Commentary: Implications of the strong US labour market
Withstanding two years of monetary policy tightening, the US economy continues to chug away at above-trend growth rate, pulling up the labour market with it. The statistics are impressive across a wide range of measures. Unemployment is below 4%, weekly initial claims for unemployment insurance has been near historical lows for over two years, and the labour force participation rate is on the rise after a few years of pandemic-driven dip. Labour market would have been even tighter had it not been for the fact that immigration has picked up, boosting the supply of workers.

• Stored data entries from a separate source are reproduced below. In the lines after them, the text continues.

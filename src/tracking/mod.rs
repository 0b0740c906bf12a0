pub mod handlers;
pub mod repo;

use crate::state::AppState;
use axum::Router;

pub fn router() -> Router<AppState> {
    handlers::tracking_routes()
}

Strong demand for workers has translated into healthy wage growth. We estimate that real wage growth to be positive in both 2023 and 2024, implying purchasing power getting restored after the setback caused by the inflation spurt in 2022. Consumers, shellshocked by that episode, have taken their time to recognise the improving economic landscape, but they are catching up. University of Michigan’s US index of consumer confidence has been trending up, reaching a two-and-half year high in March. One way to look at labour market strength is to see it as part of post-pandemic normalisation. But this cycle is anything but “normal.” Since 2022, the labour market recovery has been not just vigorous, its composition atypical. In nonfarm payrolls, for instance, service sector jobs growth has been much more robust than the goods sector. Even more striking is the role of public sector in jobs creation. While private sector employment has expanded impressively, its growth rate pales in comparison to government jobs, which have been growing at three times the pre-pandemic period.
The data underscore the pronounced role of the public sector in this cycle. From record cash transfer to the population during the lockdown to multi-trillion dollar infrastructure programmes, this cycle has been supported by public sector outlays like never before. From strong retail sales to the run-up in equity prices, the outlook has strong underpinnings. Consumers are optimistic about job and income prospects, they have enjoyed substantial capital gains on their portfolios of stocks and homes, and their savings are receiving positive real returns. Taking these into account, we have revised up our 2024 GDP growth forecast to 2%, while recognising additional upside to the forecast if financial markets remain stable the rest of the year. Could the buoyant labour market spill over into inflation risks? We think there is a difference between inflation turning sticky, which may be happening right now, and rebounding substantially, which we think is unlikely. Headline inflation may not ease much further as commodities bottom, but an economy with growth in jobs and infrastructure should be a stable one. There might even be room for some rate cuts eventually.